DATA SECTION.
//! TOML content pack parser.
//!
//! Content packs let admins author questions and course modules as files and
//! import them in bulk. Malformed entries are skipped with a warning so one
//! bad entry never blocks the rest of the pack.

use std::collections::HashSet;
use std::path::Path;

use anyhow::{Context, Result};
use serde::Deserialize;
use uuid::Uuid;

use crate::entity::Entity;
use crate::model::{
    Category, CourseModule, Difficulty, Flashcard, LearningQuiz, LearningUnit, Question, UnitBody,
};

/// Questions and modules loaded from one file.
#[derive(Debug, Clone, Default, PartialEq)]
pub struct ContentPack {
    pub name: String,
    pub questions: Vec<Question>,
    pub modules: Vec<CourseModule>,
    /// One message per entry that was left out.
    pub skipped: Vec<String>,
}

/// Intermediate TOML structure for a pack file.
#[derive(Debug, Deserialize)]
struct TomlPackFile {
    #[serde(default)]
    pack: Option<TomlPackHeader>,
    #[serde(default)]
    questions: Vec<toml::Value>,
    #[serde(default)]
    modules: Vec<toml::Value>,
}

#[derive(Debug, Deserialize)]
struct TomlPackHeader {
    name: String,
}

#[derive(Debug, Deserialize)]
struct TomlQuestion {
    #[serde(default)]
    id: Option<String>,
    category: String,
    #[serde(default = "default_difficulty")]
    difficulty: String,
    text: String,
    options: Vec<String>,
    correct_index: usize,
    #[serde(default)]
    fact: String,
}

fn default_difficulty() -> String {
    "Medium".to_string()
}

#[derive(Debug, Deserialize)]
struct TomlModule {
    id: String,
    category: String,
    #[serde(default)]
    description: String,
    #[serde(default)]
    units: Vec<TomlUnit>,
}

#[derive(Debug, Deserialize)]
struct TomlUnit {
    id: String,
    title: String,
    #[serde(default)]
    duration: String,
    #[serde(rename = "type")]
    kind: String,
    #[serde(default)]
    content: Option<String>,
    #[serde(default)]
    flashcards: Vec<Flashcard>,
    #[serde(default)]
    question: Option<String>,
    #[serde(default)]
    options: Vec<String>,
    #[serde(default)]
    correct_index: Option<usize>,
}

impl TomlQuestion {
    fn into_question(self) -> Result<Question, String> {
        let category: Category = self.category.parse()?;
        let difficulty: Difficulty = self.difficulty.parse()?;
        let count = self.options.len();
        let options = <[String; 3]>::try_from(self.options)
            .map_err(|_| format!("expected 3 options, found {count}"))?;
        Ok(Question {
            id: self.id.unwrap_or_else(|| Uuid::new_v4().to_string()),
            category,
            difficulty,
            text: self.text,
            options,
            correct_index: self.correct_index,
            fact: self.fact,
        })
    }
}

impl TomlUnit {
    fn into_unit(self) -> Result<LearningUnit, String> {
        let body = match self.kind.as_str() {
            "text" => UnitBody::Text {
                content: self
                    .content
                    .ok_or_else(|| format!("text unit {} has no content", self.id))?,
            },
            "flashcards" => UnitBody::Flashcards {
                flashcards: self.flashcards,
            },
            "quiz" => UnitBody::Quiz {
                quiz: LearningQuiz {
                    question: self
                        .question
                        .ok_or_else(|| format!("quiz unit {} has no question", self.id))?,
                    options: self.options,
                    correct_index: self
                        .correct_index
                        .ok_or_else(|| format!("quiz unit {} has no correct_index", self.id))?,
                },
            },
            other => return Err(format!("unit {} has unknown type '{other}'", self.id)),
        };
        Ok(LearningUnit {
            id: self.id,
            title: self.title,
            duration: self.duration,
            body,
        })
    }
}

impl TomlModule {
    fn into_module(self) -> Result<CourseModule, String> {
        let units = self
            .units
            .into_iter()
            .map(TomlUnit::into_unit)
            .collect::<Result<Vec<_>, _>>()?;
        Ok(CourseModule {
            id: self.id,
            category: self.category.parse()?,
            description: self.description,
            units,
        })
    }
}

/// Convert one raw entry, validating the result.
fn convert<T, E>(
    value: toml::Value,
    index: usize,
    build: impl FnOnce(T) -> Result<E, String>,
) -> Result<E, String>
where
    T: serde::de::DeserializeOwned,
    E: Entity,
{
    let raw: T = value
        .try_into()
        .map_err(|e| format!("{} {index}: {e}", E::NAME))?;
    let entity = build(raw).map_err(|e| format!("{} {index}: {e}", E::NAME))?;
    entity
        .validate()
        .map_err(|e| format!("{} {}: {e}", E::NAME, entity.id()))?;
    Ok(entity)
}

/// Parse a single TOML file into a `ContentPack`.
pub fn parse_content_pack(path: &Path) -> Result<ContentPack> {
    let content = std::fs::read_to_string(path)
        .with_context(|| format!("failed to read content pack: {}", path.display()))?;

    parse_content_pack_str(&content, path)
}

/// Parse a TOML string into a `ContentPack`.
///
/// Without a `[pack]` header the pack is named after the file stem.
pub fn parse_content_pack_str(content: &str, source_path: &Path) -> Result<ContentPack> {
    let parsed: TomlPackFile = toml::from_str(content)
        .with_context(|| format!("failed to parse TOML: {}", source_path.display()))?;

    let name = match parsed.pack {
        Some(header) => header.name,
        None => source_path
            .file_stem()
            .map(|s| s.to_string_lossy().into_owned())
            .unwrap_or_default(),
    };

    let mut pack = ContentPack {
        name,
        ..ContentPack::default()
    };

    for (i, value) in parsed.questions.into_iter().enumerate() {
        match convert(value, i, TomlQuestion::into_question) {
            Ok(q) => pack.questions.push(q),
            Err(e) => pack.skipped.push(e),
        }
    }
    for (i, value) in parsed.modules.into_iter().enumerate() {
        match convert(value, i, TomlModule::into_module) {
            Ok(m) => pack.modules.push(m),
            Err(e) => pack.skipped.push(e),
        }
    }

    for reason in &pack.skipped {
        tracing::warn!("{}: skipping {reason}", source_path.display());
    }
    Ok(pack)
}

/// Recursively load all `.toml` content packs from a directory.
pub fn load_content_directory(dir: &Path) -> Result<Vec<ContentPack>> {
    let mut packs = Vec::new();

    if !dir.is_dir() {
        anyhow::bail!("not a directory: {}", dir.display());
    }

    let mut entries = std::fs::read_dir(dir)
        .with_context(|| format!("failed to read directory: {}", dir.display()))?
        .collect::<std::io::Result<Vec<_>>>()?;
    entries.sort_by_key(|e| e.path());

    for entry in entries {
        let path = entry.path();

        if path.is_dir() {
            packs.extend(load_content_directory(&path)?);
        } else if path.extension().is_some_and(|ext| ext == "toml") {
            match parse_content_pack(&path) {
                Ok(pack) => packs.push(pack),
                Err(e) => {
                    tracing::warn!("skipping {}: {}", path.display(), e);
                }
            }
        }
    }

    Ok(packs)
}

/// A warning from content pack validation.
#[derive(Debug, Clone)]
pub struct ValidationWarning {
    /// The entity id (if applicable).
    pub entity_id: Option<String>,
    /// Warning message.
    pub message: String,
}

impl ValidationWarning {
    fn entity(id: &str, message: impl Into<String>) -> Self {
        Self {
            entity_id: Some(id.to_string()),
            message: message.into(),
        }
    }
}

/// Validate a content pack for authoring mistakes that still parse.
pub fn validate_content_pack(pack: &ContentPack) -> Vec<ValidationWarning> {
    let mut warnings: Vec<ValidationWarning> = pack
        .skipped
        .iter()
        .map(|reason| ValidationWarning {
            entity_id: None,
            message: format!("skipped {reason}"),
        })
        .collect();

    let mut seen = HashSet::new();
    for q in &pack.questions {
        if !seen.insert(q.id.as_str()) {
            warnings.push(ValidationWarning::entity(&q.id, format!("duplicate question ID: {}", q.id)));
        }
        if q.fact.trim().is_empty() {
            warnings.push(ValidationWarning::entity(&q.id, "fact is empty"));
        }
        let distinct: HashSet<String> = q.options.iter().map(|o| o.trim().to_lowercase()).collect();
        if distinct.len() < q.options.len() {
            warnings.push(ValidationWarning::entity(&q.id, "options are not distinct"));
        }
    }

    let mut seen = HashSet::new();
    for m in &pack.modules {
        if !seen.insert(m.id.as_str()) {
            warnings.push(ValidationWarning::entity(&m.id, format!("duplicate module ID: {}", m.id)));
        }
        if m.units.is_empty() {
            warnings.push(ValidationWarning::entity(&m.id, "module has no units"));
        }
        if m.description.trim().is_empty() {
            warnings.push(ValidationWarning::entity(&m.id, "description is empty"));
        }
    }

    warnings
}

GOAL OF THE EXERCISE. Reproduce each line of the data containing the word "distinct".

YOUR RESPONSE.
        let distinct: HashSet<String> = q.options.iter().map(|o| o.trim().to_lowercase()).collect();
        if distinct.len() < q.options.len() {
            warnings.push(ValidationWarning::entity(&q.id, "options are not distinct"));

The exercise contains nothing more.